While it did become something nice to focus on, my emotions refused to conform to the happy, cutie vibe I was going for. I tried so FREAKING hard to not feel the way I did and then, when nothing changed, felt like I must not be trying hard enough. Which just made me feel worse.

In my experience, this is what depression is: a spinning wheel of sadness.
I hate myself.
I logically know that I shouldn't hate myself.
Now I’m mad that I hate myself.
So. . .  
Now I hate myself even more.
I hate that I hate myself!
That’s psycho!


Obviously the logical thing would be for me to stop hating myself and to, in doing so, end the cycle. But, as it turns out, when your brain is chemically imbalanced or mentally ill (bleh, depression), you don’t make the same decisions that chemically and mentally stable brains do. Basically, you are just spinning bad choices into the depression wheel. Yeah. A spool of disasters-waiting-to-happen.
And they do.
Often.
So. Very. Often.

So, here I am. Just being honest.
I wanted to post the Valentine’s Day Outfits (and I like to think that I still will), but I found it hard to feel right about it. Mainly because I felt like a failed a couple of the mornings and woke up sad rather than the ray of love and sunshine that I was suppose to be. (How dare I).
So I started hating the whole thing. Every outfit was wrong. I was wrong. It was not the heartwarming project I wanted it to be so badly! And maybe I could have dressed it up that way somehow (which I seriously contemplated), but I would have known and I would have hated it even more for the big fat LIE it would have been.
It would have been one more:
“I’m fine.”
“I’m good.”
“I’m great!”

The first couple weeks of the semester, I called my mom from a dark room in the back of Church. I had just driven a bunch of lovely chatty ladies to the singles activity there. I only sat looking at all those people for about 2 minutes; could only listen to two or three people ask me how I was before I quickly slipped out into that dark Sunday school classroom.
I sat there crying silently.
Finally called my mom and told her the truth: everything was fine, but I didn't feel fine.

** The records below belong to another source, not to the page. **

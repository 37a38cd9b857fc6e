//! # Voice Detection
//!
//! Wraps the two pre-trained classifiers (human-vs-AI voice authenticity,
//! spoken language) behind a single engine that turns a feature vector
//! into a complete verdict.

pub mod classifier;
pub mod engine;
pub mod labels;

pub use engine::{DetectionEngine, DetectionVerdict};
pub use labels::VoiceClass;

“I feel crazy”, I told her.
“I just have to tell someone, because I feel like I’m really going crazy.Everything is alright, but I don’t feel alright. I know I should, but I don’t! And that makes me feel crazy! And every time someone asks me how I feel I tell them “I’m fine”, but I’m not and I feel like I’m going crazy. I just had to tell someone, because I feel like I’m going crazy.”

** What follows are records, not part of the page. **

//! # Configuration Management
//!
//! Loads and manages application configuration from multiple sources:
//! - TOML configuration files (config.toml)
//! - Environment variables (with APP_ prefix)
//! - Default values (built into the code)
//!
//! ## Configuration Priority (highest to lowest):
//! 1. Environment variables (APP_SERVER_HOST, APP_SERVER_PORT, etc.)
//! 2. Configuration file (config.toml)
//! 3. Default values (defined in the Default impl)
//!
//! Feature-extraction parameters (MFCC coefficient count, frame count, FFT
//! size) are deliberately NOT configurable here: the classifier artifacts
//! are trained against a fixed 384-element vector, so those constants live
//! next to the extractor in `features.rs`.

use anyhow::Result;
use serde::{Deserialize, Serialize};
use std::env;

/// Main application configuration that contains all settings.
///
/// ## Why separate config structs:
/// Breaking configuration into logical groups (server, models, audio,
/// limits) keeps the TOML file and the environment variable namespace
/// readable as the application grows.
#[derive(Debug, Clone, Serialize, Deserialize)]
pub struct AppConfig {
    pub server: ServerConfig,
    pub models: ModelsConfig,
    pub audio: AudioConfig,
    pub limits: LimitsConfig,
}

/// Server-specific configuration settings.
///
/// ## Common values:
/// - `host = "127.0.0.1"`: Only accept connections from localhost (development)
/// - `host = "0.0.0.0"`: Accept connections from any IP address (production)
#[derive(Debug, Clone, Serialize, Deserialize)]
pub struct ServerConfig {
    pub host: String,
    pub port: u16,
}

/// Classifier artifact configuration.
///
/// ## Fields:
/// - `voice_model_path`: safetensors file for the human-vs-AI classifier
/// - `language_model_path`: safetensors file for the language classifier
/// - `device`: inference device preference ("auto", "cpu", "cuda", "metal")
///
/// Both artifacts are loaded once at process start and are read-only
/// afterwards. A missing or malformed artifact is a startup failure, not a
/// per-request error.
#[derive(Debug, Clone, Serialize, Deserialize)]
pub struct ModelsConfig {
    pub voice_model_path: String,
    pub language_model_path: String,
    pub device: String,
}

/// Audio intake configuration.
///
/// ## Fields:
/// - `sample_rate`: target rate every clip is resampled to (16 kHz, what
///   the classifiers were trained on)
/// - `min_duration_secs` / `max_duration_secs`: accepted clip length after
///   decoding; out-of-range clips are rejected with 400
#[derive(Debug, Clone, Serialize, Deserialize)]
pub struct AudioConfig {
    pub sample_rate: u32,
    pub min_duration_secs: f64,
    pub max_duration_secs: f64,
}

/// Request intake limits.
///
/// ## Fields:
/// - `max_upload_bytes`: size cap applied to every variant (multipart body,
///   decoded base64 payload, fetched URL body)
/// - `fetch_timeout_secs`: total timeout for the URL-fetch variant
#[derive(Debug, Clone, Serialize, Deserialize)]
pub struct LimitsConfig {
    pub max_upload_bytes: usize,
    pub fetch_timeout_secs: u64,
}

impl Default for AppConfig {
    fn default() -> Self {
        Self {
            server: ServerConfig {
                host: "127.0.0.1".to_string(),
                port: 8080,
            },
            models: ModelsConfig {
                voice_model_path: "model/voiceguard.safetensors".to_string(),
                language_model_path: "model/language.safetensors".to_string(),
                device: "auto".to_string(),
            },
            audio: AudioConfig {
                sample_rate: 16_000,
                min_duration_secs: 0.1,
                max_duration_secs: 120.0,
            },
            limits: LimitsConfig {
                max_upload_bytes: 50 * 1024 * 1024, // 50 MiB, matches the original service
                fetch_timeout_secs: 20,
            },
        }
    }
}

impl AppConfig {
    /// Load configuration from multiple sources in priority order.
    ///
    /// ## Loading Process:
    /// 1. Start with built-in defaults
    /// 2. Override with values from config.toml (if it exists)
    /// 3. Override with environment variables prefixed with APP_
    /// 4. Handle special cases for HOST and PORT environment variables
    ///    (used by deployment platforms that don't follow the APP_ prefix)
    pub fn load() -> Result<Self> {
        let mut settings = config::Config::builder()
            .add_source(config::Config::try_from(&AppConfig::default())?)
            .add_source(config::File::with_name("config").required(false))
            .add_source(config::Environment::with_prefix("APP").separator("_"));

        if let Ok(host) = env::var("HOST") {
            settings = settings.set_override("server.host", host)?;
        }

        if let Ok(port) = env::var("PORT") {
            settings = settings.set_override("server.port", port)?;
        }

        let config = settings.build()?.try_deserialize()?;
        Ok(config)
    }

    /// Validate that the configuration values make sense.
    ///
    /// ## What this checks:
    /// - Server port is not 0 (reserved, cannot be bound)
    /// - Sample rate is non-zero
    /// - Duration bounds are positive and ordered
    /// - Upload size cap and fetch timeout are non-zero
    ///
    /// Catching these early gives a clear startup error instead of a
    /// confusing per-request failure.
    pub fn validate(&self) -> Result<()> {
        if self.server.port == 0 {
            return Err(anyhow::anyhow!("Server port cannot be 0"));
        }

        if self.audio.sample_rate == 0 {
            return Err(anyhow::anyhow!("Audio sample rate cannot be 0"));
        }

        if self.audio.min_duration_secs <= 0.0 {
            return Err(anyhow::anyhow!("Minimum clip duration must be positive"));
        }

        if self.audio.max_duration_secs <= self.audio.min_duration_secs {
            return Err(anyhow::anyhow!(
                "Maximum clip duration ({}s) must exceed the minimum ({}s)",
                self.audio.max_duration_secs,
                self.audio.min_duration_secs
            ));
        }

        if self.limits.max_upload_bytes == 0 {
            return Err(anyhow::anyhow!("Upload size limit must be greater than 0"));
        }

        if self.limits.fetch_timeout_secs == 0 {
            return Err(anyhow::anyhow!("Fetch timeout must be greater than 0"));
        }

        Ok(())
    }

    /// Update configuration from a JSON string (used for runtime config updates).
    ///
    /// ## Partial updates:
    /// Only the fields present in the JSON are changed. For example,
    /// `{"limits": {"max_upload_bytes": 10485760}}` tightens the upload cap
    /// without touching anything else. Model paths and the device preference
    /// are intentionally excluded: the classifiers are loaded once at
    /// startup, so changing those fields at runtime would desynchronize the
    /// reported config from the loaded artifacts.
    pub fn update_from_json(&mut self, json_str: &str) -> Result<()> {
        let partial_config: serde_json::Value = serde_json::from_str(json_str)?;

        if let Some(server) = partial_config.get("server") {
            if let Some(host) = server.get("host").and_then(|v| v.as_str()) {
                self.server.host = host.to_string();
            }
            if let Some(port) = server.get("port").and_then(|v| v.as_u64()) {
                self.server.port = port as u16;
            }
        }

        if let Some(audio) = partial_config.get("audio") {
            if let Some(rate) = audio.get("sample_rate").and_then(|v| v.as_u64()) {
                self.audio.sample_rate = rate as u32;
            }
            if let Some(min) = audio.get("min_duration_secs").and_then(|v| v.as_f64()) {
                self.audio.min_duration_secs = min;
            }
            if let Some(max) = audio.get("max_duration_secs").and_then(|v| v.as_f64()) {
                self.audio.max_duration_secs = max;
            }
        }

        if let Some(limits) = partial_config.get("limits") {
            if let Some(bytes) = limits.get("max_upload_bytes").and_then(|v| v.as_u64()) {
                self.limits.max_upload_bytes = bytes as usize;
            }
            if let Some(timeout) = limits.get("fetch_timeout_secs").and_then(|v| v.as_u64()) {
                self.limits.fetch_timeout_secs = timeout;
            }
        }

        self.validate()?;
        Ok(())
    }
}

My crying at this point was pitiful sobbing. 
And here I’d like to interject that I have a most wonderful and beautiful mother. She listened and told me she loved me. She just let me tell her how I felt and that really helped.
I love her so very much.

God has blessed me with her.
God has blessed me with so much.
I hate it.

This is the point where I start recognizing that I’m hitting a low, when realizing people love me and that my life is beautiful and blessed makes me feel even worse. This is the pits of despair. I should be happy. . .


So . . . do I have point?

There are times when solution come easy and times when I feel like I have rediscover my depression every day and find a new way to just deal with it. It seems that I am stuck in the latter.
I don’t really see the end; I thought it’d come quicker than this, but It hasn't.
I hold to the hope that it will.
I will try and love the days (or even small minutes) that are great.

- Try to remind myself to be sane.

I'm gonna get out of bed every morning... breathe in and out all day long. Then, after a while I won't have to remind myself to get out of bed every morning and breathe in and out…”
- Sam, Sleepless in Seattle.
(Movies are an optional and recommended part of the healing process by the way.)

And that’s honestly where I am at right now.